GOVERNO LULA
“Gushiken terá o controle de R$ 113,2 mi em publicidade”, copyright Folha de S. Paulo, 12/01/03
“O governo Luiz Inácio Lula da Silva pretende gastar cerca de R$ 230 milhões em publicidade oficial neste ano. Quase metade desse dinheiro – R$ 113,2 milhões- ficará diretamente concentrada nas mãos de Luiz Gushiken, 52, ministro-chefe da Secretaria de Comunicação e Gestão Estratégica da Presidência.
Gushiken -formado em administração de empresas, três vezes deputado federal pelo PT entre 1987 e 1998, e amigo de Lula e do ministro-chefe da Casa Civil, José Dirceu- é o homem forte do governo na área de publicidade e mais poderoso que todos os seus antecessores.
Além de ampliar a área de atuação de sua pasta para ?assuntos estratégicos? -assim definidos pelo presidente da República, em incumbência que nenhum de seus antecessores teve- Gushiken cuida diretamente da publicidade institucional do governo.
Nas gestões anteriores, a Secretaria de Comunicação coordenava toda a publicidade de governo, mas sua verba própria no ano passado, por exemplo, foi perto de R$ 7 milhões, gastos em custeio administrativo.
O ex-secretário de Comunicação João Roberto Vieira da Costa planejou, no governo passado, a nova forma de alocação de recursos. A publicidade institucional – ou seja, a que trata da divulgação de metas e resultados do governo- fica com a Secretaria de Comunicação. A publicidade de utilidade pública (como, por exemplo, a campanha contra a dengue), a legal (atas, editais e avisos) e a mercadológica (caso de produtos da Petrobras) ficam diretamente com os ministérios ou estatais, ainda que sob o monitoramento de Gushiken.

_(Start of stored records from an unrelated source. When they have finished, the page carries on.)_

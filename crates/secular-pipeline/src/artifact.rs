//! Generated source artifact: writer and reverse reader.
//!
//! The downstream projection tool consumes a TypeScript source file
//! containing a documentation header, a named ordered array literal of
//! record objects, and accessor helpers. The textual shape of the literal
//! is load-bearing: one object per line, fields in declared order,
//! 6-decimal fixed-point for returns and 4-decimal for yields. The
//! templates here reproduce the consumed format byte for byte.
//!
//! The reverse reader re-parses a previously generated artifact back into
//! typed records, keyed by the collection's declared name. It exists for
//! cross-series reconciliation, where both inputs are generated files.

use std::path::Path;

use regex::Regex;
use rust_decimal::prelude::ToPrimitive;
use rust_decimal::Decimal;
use std::str::FromStr;

use secular_core::error::{SeriesError, SeriesResult};
use secular_core::types::{AnnualRecord, YieldRecord};

/// Layout of one generated annual-series artifact.
#[derive(Debug, Clone, Copy)]
pub struct AnnualArtifactSpec {
    /// Declared name of the exported collection.
    pub collection_name: &'static str,
    /// Documentation header plus interface declaration, verbatim.
    pub preamble: &'static str,
    /// Accessor helper block appended after the literal, verbatim.
    pub accessors: &'static str,
    /// Whether records carry the cash-return field.
    pub include_cash: bool,
}

/// The Shiller annual-series artifact (no cash series).
pub const SHILLER_ARTIFACT: AnnualArtifactSpec = AnnualArtifactSpec {
    collection_name: "historicalData",
    preamble: r"/**
 * Historical financial market data (1871-present)
 *
 * Real annual returns for stocks and bonds, plus inflation rates.
 * Data source: Ibbotson-Shiller dataset via ie-data.csv
 *
 * Generated automatically - do not edit manually.
 */

export interface HistoricalYearData {
  year: number;
  stockReturn: number;    // Real annual stock return (S&P 500 total return)
  bondReturn: number;     // Real annual bond return
  inflationRate: number;  // Annual inflation rate (CPI-based)
}

export const historicalData: HistoricalYearData[] = [
",
    accessors: r"];

/**
 * Get historical data for a specific year range
 */
export function getHistoricalData(startYear: number, endYear: number): HistoricalYearData[] {
  return historicalData.filter(data => data.year >= startYear && data.year <= endYear);
}

/**
 * Get the full date range of available historical data
 */
export function getDataRange(): { startYear: number; endYear: number } {
  return {
    startYear: historicalData[0]?.year ?? 1871,
    endYear: historicalData[historicalData.length - 1]?.year ?? new Date().getFullYear()
  };
}

/**
 * Calculate statistics for historical returns
 */
export function calculateHistoricalStats(data: HistoricalYearData[]) {
  if (data.length === 0) return null;

  const stockReturns = data.map(d => d.stockReturn);
  const bondReturns = data.map(d => d.bondReturn);
  const inflationRates = data.map(d => d.inflationRate);

  const mean = (arr: number[]) => arr.reduce((a, b) => a + b, 0) / arr.length;
  const variance = (arr: number[]) => {
    const m = mean(arr);
    return arr.reduce((a, b) => a + (b - m) ** 2, 0) / arr.length;
  };
  const stdDev = (arr: number[]) => Math.sqrt(variance(arr));

  return {
    stocks: {
      mean: mean(stockReturns),
      stdDev: stdDev(stockReturns),
      min: Math.min(...stockReturns),
      max: Math.max(...stockReturns)
    },
    bonds: {
      mean: mean(bondReturns),
      stdDev: stdDev(bondReturns),
      min: Math.min(...bondReturns),
      max: Math.max(...bondReturns)
    },
    inflation: {
      mean: mean(inflationRates),
      stdDev: stdDev(inflationRates),
      min: Math.min(...inflationRates),
      max: Math.max(...inflationRates)
    }
  };
}
",
    include_cash: false,
};

/// The NYU Stern annual-series artifact (with cash series).
pub const NYU_ARTIFACT: AnnualArtifactSpec = AnnualArtifactSpec {
    collection_name: "nyuHistoricalData",
    preamble: r"/**
 * NYU Stern historical financial market data (1928-present)
 *
 * Real annual returns for stocks, bonds, cash, plus inflation rates.
 * Data source: NYU Stern School of Business historical dataset
 *
 * Generated automatically - do not edit manually.
 */

export interface NyuHistoricalYearData {
  year: number;
  stockReturn: number;    // Real annual stock return (S&P 500 with dividends)
  bondReturn: number;     // Real annual bond return (10-year T.Bonds)
  cashReturn: number;     // Real annual cash return (3-month T.Bills)
  inflationRate: number;  // Annual inflation rate
}

export const nyuHistoricalData: NyuHistoricalYearData[] = [
",
    accessors: r"];

/**
 * Get NYU historical data for a specific year range
 */
export function getNyuHistoricalData(startYear: number, endYear: number): NyuHistoricalYearData[] {
  return nyuHistoricalData.filter(data => data.year >= startYear && data.year <= endYear);
}

/**
 * Get the full date range of available NYU historical data
 */
export function getNyuDataRange(): { startYear: number; endYear: number } {
  return {
    startYear: nyuHistoricalData[0]?.year ?? 1928,
    endYear: nyuHistoricalData[nyuHistoricalData.length - 1]?.year ?? new Date().getFullYear()
  };
}

/**
 * Calculate statistics for NYU historical returns
 */
export function calculateNyuHistoricalStats(data: NyuHistoricalYearData[]) {
  if (data.length === 0) return null;

  const stockReturns = data.map(d => d.stockReturn);
  const bondReturns = data.map(d => d.bondReturn);
  const cashReturns = data.map(d => d.cashReturn);
  const inflationRates = data.map(d => d.inflationRate);

  const mean = (arr: number[]) => arr.reduce((a, b) => a + b, 0) / arr.length;
  const variance = (arr: number[]) => {
    const m = mean(arr);
    return arr.reduce((a, b) => a + (b - m) ** 2, 0) / arr.length;
  };
  const stdDev = (arr: number[]) => Math.sqrt(variance(arr));

  return {
    stocks: {
      mean: mean(stockReturns),
      stdDev: stdDev(stockReturns),
      min: Math.min(...stockReturns),
      max: Math.max(...stockReturns)
    },
    bonds: {
      mean: mean(bondReturns),
      stdDev: stdDev(bondReturns),
      min: Math.min(...bondReturns),
      max: Math.max(...bondReturns)
    },
    cash: {
      mean: mean(cashReturns),
      stdDev: stdDev(cashReturns),
      min: Math.min(...cashReturns),
      max: Math.max(...cashReturns)
    },
    inflation: {
      mean: mean(inflationRates),
      stdDev: stdDev(inflationRates),
      min: Math.min(...inflationRates),
      max: Math.max(...inflationRates)
    }
  };
}
",
    include_cash: true,
};

/// Declared collection name of the yield artifact.
pub const YIELD_COLLECTION: &str = "shillerHistoricalData";

const YIELD_PREAMBLE: &str = r"/**
 * Historical stock dividend yield and bond yield data (1928-present)
 *
 * Source: Robert Shiller's publicly available dataset
 * (http://www.econ.yale.edu/~shiller/data.htm)
 *
 * - stockYield: Dividend yield of the S&P Composite index,
 *   using December values.
 *
 * - bondYield: Yield of 10-year U.S. Treasury bonds (GS10), taken directly from Shiller.
 *   Values are given as fractions (e.g., 0.045 = 4.5%).
 *
 * Only December observations are included (one value per year).
 *
 * Generated automatically - do not edit manually.
 */

export interface ShillerHistoricalYearData {
  year: number;
  stockYield: number;
  bondYield: number;
}

export const shillerHistoricalData: ShillerHistoricalYearData[] = [
";

/// Renders an annual-series artifact.
///
/// Records are sorted ascending by year; return fields are written with
/// 6-decimal fixed-point formatting.
#[must_use]
pub fn render_annual_artifact(spec: &AnnualArtifactSpec, records: &[AnnualRecord]) -> String {
    let mut sorted = records.to_vec();
    sorted.sort_by_key(|r| r.year);

    let mut out = String::from(spec.preamble);
    for record in &sorted {
        if spec.include_cash {
            out.push_str(&format!(
                "  {{ year: {}, stockReturn: {:.6}, bondReturn: {:.6}, cashReturn: {:.6}, inflationRate: {:.6} }},\n",
                record.year,
                as_f64(record.stock_return),
                as_f64(record.bond_return),
                as_f64(record.cash_return.unwrap_or_default()),
                as_f64(record.inflation_rate),
            ));
        } else {
            out.push_str(&format!(
                "  {{ year: {}, stockReturn: {:.6}, bondReturn: {:.6}, inflationRate: {:.6} }},\n",
                record.year,
                as_f64(record.stock_return),
                as_f64(record.bond_return),
                as_f64(record.inflation_rate),
            ));
        }
    }
    out.push_str(spec.accessors);
    out
}

/// Renders the yield artifact with 4-decimal fixed-point formatting.
#[must_use]
pub fn render_yield_artifact(records: &[YieldRecord]) -> String {
    let mut sorted = records.to_vec();
    sorted.sort_by_key(|r| r.year);

    let mut out = String::from(YIELD_PREAMBLE);
    for record in &sorted {
        out.push_str(&format!(
            "  {{ year: {}, stockYield: {:.4}, bondYield: {:.4} }},\n",
            record.year,
            as_f64(record.stock_yield),
            as_f64(record.bond_yield),
        ));
    }
    out.push_str("];\n");
    out
}

/// Extracts the body of a named collection literal from artifact text.
fn collection_body<'a>(text: &'a str, collection_name: &str) -> SeriesResult<&'a str> {
    let pattern = format!(
        r"(?s)export const {}[^=]*=\s*\[(.*?)\];",
        regex::escape(collection_name)
    );
    let finder = Regex::new(&pattern)
        .map_err(|e| SeriesError::artifact_format(format!("bad collection pattern: {e}")))?;
    let captures = finder.captures(text).ok_or_else(|| {
        SeriesError::artifact_format(format!("collection {collection_name:?} not found"))
    })?;
    Ok(captures.get(1).map_or("", |m| m.as_str()))
}

/// Re-parses an annual-series artifact back into typed records.
///
/// The records come back at the artifact's formatting precision
/// (6 decimals for returns), exactly as written.
pub fn read_annual_artifact(text: &str, collection_name: &str) -> SeriesResult<Vec<AnnualRecord>> {
    let body = collection_body(text, collection_name)?;

    let record_pattern = Regex::new(
        r"\{\s*year:\s*(\d+),\s*stockReturn:\s*(-?[\d.]+),\s*bondReturn:\s*(-?[\d.]+),(?:\s*cashReturn:\s*(-?[\d.]+),)?\s*inflationRate:\s*(-?[\d.]+)\s*\}",
    )
    .map_err(|e| SeriesError::artifact_format(format!("bad record pattern: {e}")))?;

    let mut records = Vec::new();
    for captures in record_pattern.captures_iter(body) {
        let year: i32 = parse_capture(&captures[1])?;
        let stock_return = parse_decimal_capture(&captures[2])?;
        let bond_return = parse_decimal_capture(&captures[3])?;
        let cash_return = captures
            .get(4)
            .map(|m| parse_decimal_capture(m.as_str()))
            .transpose()?;
        let inflation_rate = parse_decimal_capture(&captures[5])?;
        records.push(AnnualRecord::new(
            year,
            stock_return,
            bond_return,
            cash_return,
            inflation_rate,
        ));
    }
    Ok(records)
}

/// Re-parses a yield artifact back into typed records.
pub fn read_yield_artifact(text: &str, collection_name: &str) -> SeriesResult<Vec<YieldRecord>> {
    let body = collection_body(text, collection_name)?;

    let record_pattern = Regex::new(
        r"\{\s*year:\s*(\d+),\s*stockYield:\s*(-?[\d.]+),\s*bondYield:\s*(-?[\d.]+)\s*\}",
    )
    .map_err(|e| SeriesError::artifact_format(format!("bad record pattern: {e}")))?;

    let mut records = Vec::new();
    for captures in record_pattern.captures_iter(body) {
        records.push(YieldRecord::new(
            parse_capture(&captures[1])?,
            parse_decimal_capture(&captures[2])?,
            parse_decimal_capture(&captures[3])?,
        ));
    }
    Ok(records)
}

/// Loads and reverse-reads an annual-series artifact from disk.
pub fn load_annual_artifact(path: &Path, collection_name: &str) -> SeriesResult<Vec<AnnualRecord>> {
    read_annual_artifact(&read_artifact_text(path)?, collection_name)
}

/// Loads and reverse-reads a yield artifact from disk.
pub fn load_yield_artifact(path: &Path, collection_name: &str) -> SeriesResult<Vec<YieldRecord>> {
    read_yield_artifact(&read_artifact_text(path)?, collection_name)
}

fn read_artifact_text(path: &Path) -> SeriesResult<String> {
    if !path.exists() {
        return Err(SeriesError::source_not_found(path.display().to_string()));
    }
    Ok(std::fs::read_to_string(path)?)
}

fn parse_capture(text: &str) -> SeriesResult<i32> {
    text.parse()
        .map_err(|_| SeriesError::artifact_format(format!("bad year literal: {text:?}")))
}

fn parse_decimal_capture(text: &str) -> SeriesResult<Decimal> {
    Decimal::from_str(text)
        .map_err(|_| SeriesError::artifact_format(format!("bad numeric literal: {text:?}")))
}

fn as_f64(value: Decimal) -> f64 {
    value.to_f64().unwrap_or(f64::NAN)
}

O governo pretende gastar cerca de R$ 115 milhões com utilidade pública e publicidade legal, além dos R$ 113,2 milhões com publicidade institucional. O governo Fernando Henrique Cardoso gastou no ano passado R$ 245 milhões nas três categorias.
Somando-se os demais recursos de ministérios e estatais, a verba total para publicidade oficial em 2003 atinge R$ 1,4 bilhão, contra R$ 1,3 bi no governo tucano.

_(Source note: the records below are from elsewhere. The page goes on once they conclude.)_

//! Monthly observation record.

use rust_decimal::Decimal;
use serde::{Deserialize, Serialize};

/// One month of index levels parsed from a monthly-granularity source.
///
/// Index levels are kept in [`Decimal`] so that the annual aggregation
/// ratio `(december / january) - 1` is computed without binary rounding.
///
/// # Example
///
/// ```rust
/// use secular_core::types::MonthlyRecord;
/// use rust_decimal_macros::dec;
///
/// let jan = MonthlyRecord::new(1930, 1, dec!(21.71), dec!(100.0), dec!(17.1));
/// assert_eq!(jan.month, 1);
/// ```
#[derive(Debug, Clone, Copy, PartialEq, Eq, Serialize, Deserialize)]
pub struct MonthlyRecord {
    /// Calendar year of the observation.
    pub year: i32,
    /// Calendar month, 1 through 12.
    pub month: u32,
    /// Stock total-return index level (S&P Composite).
    pub stock_index: Decimal,
    /// Bond total-return index level.
    pub bond_index: Decimal,
    /// Consumer price index level.
    pub cpi: Decimal,
}

impl MonthlyRecord {
    /// Creates a new monthly record.
    #[must_use]
    pub fn new(year: i32, month: u32, stock_index: Decimal, bond_index: Decimal, cpi: Decimal) -> Self {
        Self {
            year,
            month,
            stock_index,
            bond_index,
            cpi,
        }
    }
}
use std::sync::Arc;

use actix_web::{web, HttpResponse};
use prometheus::{Encoder, TextEncoder};

use super::Metrics;
use crate::error::AppError;

/// GET /metrics - Prometheus text exposition format
pub async fn metrics_handler(metrics: web::Data<Arc<Metrics>>) -> Result<HttpResponse, AppError> {
    let encoder = TextEncoder::new();
    let metric_families = metrics.registry().gather();

    let mut buffer = Vec::new();
    encoder
        .encode(&metric_families, &mut buffer)
        .map_err(|e| AppError::Internal(e.into()))?;

    Ok(HttpResponse::Ok()
        .content_type("text/plain; version=0.0.4")
        .body(buffer))
}

#[cfg(test)]
mod tests {
    use super::*;
    use actix_web::{test, App};

    #[actix_web::test]
    async fn test_metrics_endpoint_exposes_registry() {
        let metrics = Arc::new(Metrics::new().unwrap());
        metrics.orders_created_total.inc();

        let app = test::init_service(
            App::new()
                .app_data(web::Data::new(metrics.clone()))
                .route("/metrics", web::get().to(metrics_handler)),
        )
        .await;

        let req = test::TestRequest::get().uri("/metrics").to_request();
        let body = test::call_and_read_body(&app, req).await;
        let text = String::from_utf8(body.to_vec()).unwrap();
        assert!(text.contains("orders_created_total 1"));
    }
}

O ex-secretário Vieira da Costa sugeriu, durante a transição, que Gushiken concentrasse a verba de publicidade institucional do governo nas mãos de uma ou duas agências, em vez da quase uma dezena de empresas que trabalham hoje no setor. A medida -ainda não oficializada ou mesmo aceita- seria justificada por uma padronização da linguagem de comunicação do governo.
Assim a Secretaria de Publicidade -subordinada à Secretaria de Comunicação- escolheria uma ou duas agências que dividiriam R$ 113,2 milhões. No ranking de 2001 das empresas privadas (o de 2002 não foi concluído), a Unilever Brasil (do setor de higiene e limpeza) foi a maior anunciante do país com gastos de R$ 126,2 milhões, sendo seguida pela Volkswagen com R$ 91,1 milhões.

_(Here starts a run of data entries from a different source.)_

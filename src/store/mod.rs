// ============================================================================
// Storage Layer - repository contracts
// ============================================================================
//
// Repositories are finder-style traits with two implementations:
// - postgres/ : sqlx + PostgreSQL (production)
// - memory/   : process-local maps (development and tests)
//
// Order writes use optimistic versioning: a save carries the version that was
// loaded and fails with `VersionConflict` if someone else saved in between.
//
// ============================================================================

mod memory;
mod postgres;

use std::sync::Arc;

use async_trait::async_trait;
use chrono::{DateTime, Utc};
use rust_decimal::Decimal;
use serde::{Deserialize, Serialize};
use uuid::Uuid;

use crate::audit::AuditEntry;
use crate::domain::catalog::{Modifier, Product, Restaurant};
use crate::domain::customer::{Customer, Email};
use crate::domain::order::{OrderAggregate, OrderStatus};
use crate::domain::user::UserAccount;

pub use memory::MemoryStore;
pub use postgres::PgStore;

#[derive(Debug, thiserror::Error)]
pub enum StoreError {
    #[error("{0} already exists")]
    Duplicate(String),

    #[error("{entity} {id} was modified concurrently")]
    VersionConflict { entity: &'static str, id: Uuid },

    #[error("Database error: {0}")]
    Database(#[from] sqlx::Error),

    #[error("Corrupt row: {0}")]
    Corrupt(String),
}

pub type StoreResult<T> = Result<T, StoreError>;

// ============================================================================
// Pagination
// ============================================================================

pub const DEFAULT_PAGE_SIZE: u32 = 20;
pub const MAX_PAGE_SIZE: u32 = 100;

#[derive(Debug, Clone, Copy, PartialEq)]
pub struct PageRequest {
    pub page: u32,
    pub size: u32,
}

impl PageRequest {
    /// Clamp client input into a valid page window
    pub fn new(page: Option<u32>, size: Option<u32>) -> Self {
        Self {
            page: page.unwrap_or(0),
            size: size.unwrap_or(DEFAULT_PAGE_SIZE).clamp(1, MAX_PAGE_SIZE),
        }
    }

    pub fn offset(&self) -> u64 {
        u64::from(self.page) * u64::from(self.size)
    }
}

impl Default for PageRequest {
    fn default() -> Self {
        Self::new(None, None)
    }
}

#[derive(Debug, Clone, Serialize)]
#[serde(rename_all = "camelCase")]
pub struct Page<T> {
    pub content: Vec<T>,
    pub page: u32,
    pub size: u32,
    pub total_elements: u64,
    pub total_pages: u64,
}

impl<T> Page<T> {
    pub fn new(content: Vec<T>, request: PageRequest, total_elements: u64) -> Self {
        let size = u64::from(request.size);
        Self {
            content,
            page: request.page,
            size: request.size,
            total_elements,
            total_pages: total_elements.div_ceil(size),
        }
    }

    pub fn map<U>(self, f: impl FnMut(T) -> U) -> Page<U> {
        Page {
            content: self.content.into_iter().map(f).collect(),
            page: self.page,
            size: self.size,
            total_elements: self.total_elements,
            total_pages: self.total_pages,
        }
    }
}

/// Slice an already-filtered, already-sorted collection into a page
pub(crate) fn paginate<T: Clone>(items: &[T], request: PageRequest) -> Page<T> {
    let total = items.len() as u64;
    let content = items
        .iter()
        .skip(request.offset() as usize)
        .take(request.size as usize)
        .cloned()
        .collect();
    Page::new(content, request, total)
}

// ============================================================================
// Query Filters & Report Rows
// ============================================================================

#[derive(Debug, Clone, Default)]
pub struct OrderFilter {
    pub customer_id: Option<Uuid>,
    /// Only orders of restaurants owned by this user
    pub restaurant_owner_id: Option<Uuid>,
    pub restaurant_id: Option<Uuid>,
    /// Any of these statuses
    pub statuses: Option<Vec<OrderStatus>>,
}

#[derive(Debug, Clone)]
pub struct ReportWindow {
    /// `None` means every restaurant
    pub restaurant_ids: Option<Vec<Uuid>>,
    pub from: DateTime<Utc>,
    pub to: DateTime<Utc>,
}

impl ReportWindow {
    pub fn covers(&self, restaurant_id: Uuid, created_at: DateTime<Utc>) -> bool {
        let restaurant_ok = self
            .restaurant_ids
            .as_ref()
            .map_or(true, |ids| ids.contains(&restaurant_id));
        restaurant_ok && created_at >= self.from && created_at < self.to
    }
}

#[derive(Debug, Clone, PartialEq, Serialize, Deserialize)]
#[serde(rename_all = "camelCase")]
pub struct SalesTotals {
    pub order_count: i64,
    pub delivered_count: i64,
    pub cancelled_count: i64,
    pub gross_revenue: Decimal,
}

#[derive(Debug, Clone, PartialEq, Serialize, Deserialize)]
#[serde(rename_all = "camelCase")]
pub struct StatusCount {
    pub status: OrderStatus,
    pub count: i64,
}

#[derive(Debug, Clone, PartialEq, Serialize, Deserialize)]
#[serde(rename_all = "camelCase")]
pub struct ProductSales {
    pub product_id: Uuid,
    pub product_name: String,
    pub quantity: i64,
    pub revenue: Decimal,
}

// ============================================================================
// Repository Traits
// ============================================================================

#[async_trait]
pub trait UserRepository: Send + Sync {
    /// Fails with `Duplicate` when the email is taken
    async fn insert_user(&self, user: &UserAccount) -> StoreResult<()>;
    async fn find_user_by_email(&self, email: &Email) -> StoreResult<Option<UserAccount>>;
    async fn find_user(&self, id: Uuid) -> StoreResult<Option<UserAccount>>;
    async fn set_user_active(&self, id: Uuid, active: bool) -> StoreResult<bool>;
}

#[async_trait]
pub trait CustomerRepository: Send + Sync {
    /// Creates the login account and the profile together, or neither
    async fn insert_customer(&self, user: &UserAccount, customer: &Customer) -> StoreResult<()>;
    async fn find_customer(&self, id: Uuid) -> StoreResult<Option<Customer>>;
    async fn update_customer(&self, customer: &Customer) -> StoreResult<()>;
    async fn list_customers(&self, page: PageRequest) -> StoreResult<Page<Customer>>;
}

#[async_trait]
pub trait RestaurantRepository: Send + Sync {
    async fn insert_restaurant(&self, restaurant: &Restaurant) -> StoreResult<()>;
    async fn update_restaurant(&self, restaurant: &Restaurant) -> StoreResult<()>;
    async fn find_restaurant(&self, id: Uuid) -> StoreResult<Option<Restaurant>>;
    async fn list_restaurants(&self, active_only: bool, page: PageRequest) -> StoreResult<Page<Restaurant>>;
    async fn restaurant_ids_for_owner(&self, owner_id: Uuid) -> StoreResult<Vec<Uuid>>;
}

#[async_trait]
pub trait ProductRepository: Send + Sync {
    async fn insert_product(&self, product: &Product) -> StoreResult<()>;
    async fn update_product(&self, product: &Product) -> StoreResult<()>;
    async fn find_product(&self, id: Uuid) -> StoreResult<Option<Product>>;
    async fn list_products(&self, restaurant_id: Uuid, page: PageRequest) -> StoreResult<Page<Product>>;

    async fn insert_modifier(&self, modifier: &Modifier) -> StoreResult<()>;
    async fn update_modifier(&self, modifier: &Modifier) -> StoreResult<()>;
    async fn find_modifier(&self, id: Uuid) -> StoreResult<Option<Modifier>>;
    async fn list_modifiers(&self, product_id: Uuid) -> StoreResult<Vec<Modifier>>;
}

#[async_trait]
pub trait OrderRepository: Send + Sync {
    /// Persist the aggregate. Version 0 inserts; otherwise the stored version
    /// must equal `order.version`. Returns the new version.
    async fn save_order(&self, order: &OrderAggregate) -> StoreResult<i64>;
    async fn find_order(&self, id: Uuid) -> StoreResult<Option<OrderAggregate>>;
    async fn list_orders(&self, filter: &OrderFilter, page: PageRequest) -> StoreResult<Page<OrderAggregate>>;
}

#[async_trait]
pub trait AuditRepository: Send + Sync {
    async fn append_audit(&self, entry: &AuditEntry) -> StoreResult<()>;
}

#[async_trait]
pub trait ReportRepository: Send + Sync {
    async fn sales_totals(&self, window: &ReportWindow) -> StoreResult<SalesTotals>;
    async fn orders_by_status(&self, window: &ReportWindow) -> StoreResult<Vec<StatusCount>>;
    async fn top_products(&self, window: &ReportWindow, limit: u32) -> StoreResult<Vec<ProductSales>>;
}

#[async_trait]
pub trait StoreProbe: Send + Sync {
    /// Cheap round trip used by the health indicator
    async fn ping(&self) -> StoreResult<()>;
}

/// Every repository the services need, as trait objects over one backend
#[derive(Clone)]
pub struct Repositories {
    pub users: Arc<dyn UserRepository>,
    pub customers: Arc<dyn CustomerRepository>,
    pub restaurants: Arc<dyn RestaurantRepository>,
    pub products: Arc<dyn ProductRepository>,
    pub orders: Arc<dyn OrderRepository>,
    pub audit: Arc<dyn AuditRepository>,
    pub reports: Arc<dyn ReportRepository>,
    pub probe: Arc<dyn StoreProbe>,
}

impl Repositories {
    pub fn from_store<S>(store: Arc<S>) -> Self
    where
        S: UserRepository
            + CustomerRepository
            + RestaurantRepository
            + ProductRepository
            + OrderRepository
            + AuditRepository
            + ReportRepository
            + StoreProbe
            + 'static,
    {
        Self {
            users: store.clone(),
            customers: store.clone(),
            restaurants: store.clone(),
            products: store.clone(),
            orders: store.clone(),
            audit: store.clone(),
            reports: store.clone(),
            probe: store,
        }
    }

    pub fn in_memory() -> Self {
        Self::from_store(Arc::new(MemoryStore::default()))
    }
}

#[cfg(test)]
mod tests {
    use super::*;

    #[test]
    fn test_page_request_clamps_size() {
        assert_eq!(PageRequest::new(None, None).size, DEFAULT_PAGE_SIZE);
        assert_eq!(PageRequest::new(None, Some(0)).size, 1);
        assert_eq!(PageRequest::new(Some(2), Some(500)).size, MAX_PAGE_SIZE);
        assert_eq!(PageRequest::new(Some(3), Some(10)).offset(), 30);
    }

    #[test]
    fn test_paginate_slices_and_counts() {
        let items: Vec<u32> = (0..45).collect();
        let page = paginate(&items, PageRequest::new(Some(2), Some(20)));
        assert_eq!(page.content, vec![40, 41, 42, 43, 44]);
        assert_eq!(page.total_elements, 45);
        assert_eq!(page.total_pages, 3);

        let empty = paginate(&items, PageRequest::new(Some(9), Some(20)));
        assert!(empty.content.is_empty());
    }
}
pub mod retry;

pub use retry::{retry_on_transient, IsTransient, RetryConfig, RetryResult};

Esse montante será administrado pela nova secretária de Publicidade, Ângela Maria Tavares Chaves, que trabalhou, entre 1978 e 1984, com Duda Mendonça, marqueteiro da campanha petista.
Segundo assessores do PT ouvidos pela Folha, Ângela foi uma indicação de Duda. Há seis anos como consultora independente, manteve contatos com Duda e dirigiu contas publicitárias em São Paulo, Rio e Salvador, ?com ênfase no setor público?, como consta do currículo divulgado pela Secretaria de Comunicação.
Duda Mendonça, que recebeu R$ 5 milhões do PT para fazer o marketing eleitoral de Lula, nega ter sugerido o nome de Ângela. Afirma que foi ouvido apenas sobre sua capacidade gerencial.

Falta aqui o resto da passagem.